Here we'll discuss CO-Search, a semantic search engine designed to handle complex queries over the COVID-19 literature, potentially aiding overburdened health workers in finding scientific answers and avoiding misinformation during a time of crisis. 
CO-Search is built from two sequential parts: a hybrid semantic-keyword retriever, which takes an input query and returns the 1000 most relevant documents, and a ranker, which sorts them.
The retriever is composed of a Siamese-BERT model that encodes query-level meaning, along with two keyword-based models (BM25, TF-IFD) that emphasize the most critical words of a query. The ranker assigns a relevance score to each document, computed from the outputs of (1) a question-answering module which gauges how much each document answers the query, and (2) an abstractive summarization module which determines how well a query matches a generated summary of the document. 

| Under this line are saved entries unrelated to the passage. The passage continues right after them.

use std::collections::{BTreeSet, HashSet};

use crate::{
    collision::{dynamic_tree::DynamicTree, pair::PairKey},
    core::{aabb::Aabb, rigidbody::BodyHandle},
    utils::logging::ScopedTimer,
};

/// Pair changes produced by one [`BroadPhase::update_pairs`] call, sorted by key.
#[derive(Debug, Clone, Default, PartialEq, Eq)]
pub struct BroadPhaseEvents {
    pub added: Vec<PairKey>,
    pub removed: Vec<PairKey>,
}

impl BroadPhaseEvents {
    pub fn is_empty(&self) -> bool {
        self.added.is_empty() && self.removed.is_empty()
    }
}

/// Broad phase driver: a dynamic AABB tree plus the set of pairs whose fat
/// AABBs currently overlap.
#[derive(Debug, Default)]
pub struct BroadPhase {
    tree: DynamicTree,
    /// Bodies inserted or re-inserted since the last pair update.
    moved: HashSet<BodyHandle>,
    pairs: BTreeSet<PairKey>,
}

impl BroadPhase {
    pub fn new(aabb_margin: f32) -> Self {
        Self {
            tree: DynamicTree::new(aabb_margin),
            moved: HashSet::new(),
            pairs: BTreeSet::new(),
        }
    }

    pub fn insert(&mut self, body: BodyHandle, aabb: Aabb) {
        self.tree.insert(body, aabb);
        self.moved.insert(body);
    }

    /// Removes `body` and returns the tracked pairs that referenced it.
    pub fn remove(&mut self, body: BodyHandle) -> Vec<PairKey> {
        self.tree.remove(body);
        self.moved.remove(&body);
        let removed: Vec<PairKey> = self
            .pairs
            .iter()
            .filter(|key| key.involves(body))
            .copied()
            .collect();
        for key in &removed {
            self.pairs.remove(key);
        }
        removed
    }

    /// Feeds the current tight AABB of `body`. Only an escape from the fat
    /// AABB marks the body as moved.
    pub fn update(&mut self, body: BodyHandle, aabb: Aabb) {
        if self.tree.update(body, aabb) {
            self.moved.insert(body);
        }
    }

    pub fn contains(&self, body: BodyHandle) -> bool {
        self.tree.contains(body)
    }

    pub fn fat_aabb(&self, body: BodyHandle) -> Option<Aabb> {
        self.tree.fat_aabb(body)
    }

    /// Whether the fat AABBs of the two bodies overlap.
    pub fn test_overlap(&self, a: BodyHandle, b: BodyHandle) -> bool {
        match (self.tree.fat_aabb(a), self.tree.fat_aabb(b)) {
            (Some(a), Some(b)) => a.intersects(&b),
            _ => false,
        }
    }

    /// Bodies whose fat AABB overlaps `aabb`.
    pub fn query(&self, aabb: &Aabb) -> Vec<BodyHandle> {
        let mut found = Vec::new();
        self.tree.query(aabb, |body| found.push(body));
        found
    }

    pub fn pairs(&self) -> impl Iterator<Item = PairKey> + '_ {
        self.pairs.iter().copied()
    }

    pub fn pair_count(&self) -> usize {
        self.pairs.len()
    }

    pub fn contains_pair(&self, key: PairKey) -> bool {
        self.pairs.contains(&key)
    }

    pub fn body_count(&self) -> usize {
        self.tree.len()
    }

    /// Diffs the tracked pair set against the tree. Only moved bodies are
    /// re-queried, and only tracked pairs touching a moved body can be retired.
    pub fn update_pairs(&mut self) -> BroadPhaseEvents {
        let _timer = ScopedTimer::new("broad_phase_update_pairs");
        if self.moved.is_empty() {
            return BroadPhaseEvents::default();
        }

        let mut removed = Vec::new();
        for key in &self.pairs {
            let (a, b) = key.bodies();
            if (self.moved.contains(&a) || self.moved.contains(&b)) && !self.test_overlap(a, b) {
                removed.push(*key);
            }
        }
        for key in &removed {
            self.pairs.remove(key);
        }

        let mut added = BTreeSet::new();
        for &body in &self.moved {
            let Some(fat) = self.tree.fat_aabb(body) else {
                continue;
            };
            self.tree.query(&fat, |other| {
                if other != body {
                    let key = PairKey::new(body, other);
                    if !self.pairs.contains(&key) {
                        added.insert(key);
                    }
                }
            });
        }
        self.pairs.extend(added.iter().copied());
        self.moved.clear();

        removed.sort_unstable();
        BroadPhaseEvents {
            added: added.into_iter().collect(),
            removed,
        }
    }
}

To account for the relatively limited dataset (standard search engines are typically trained on billions of web documents) we develop a text augmentation technique which splits documents into pairs of paragraphs and their contained citations, creating millions of [citation title, paragraph] tuples for training the retriever. We evaluate our system (available at einstein.ai/covid) on the data of the TREC-COVID information retrieval challenge, obtaining strong performance across key search engine metrics."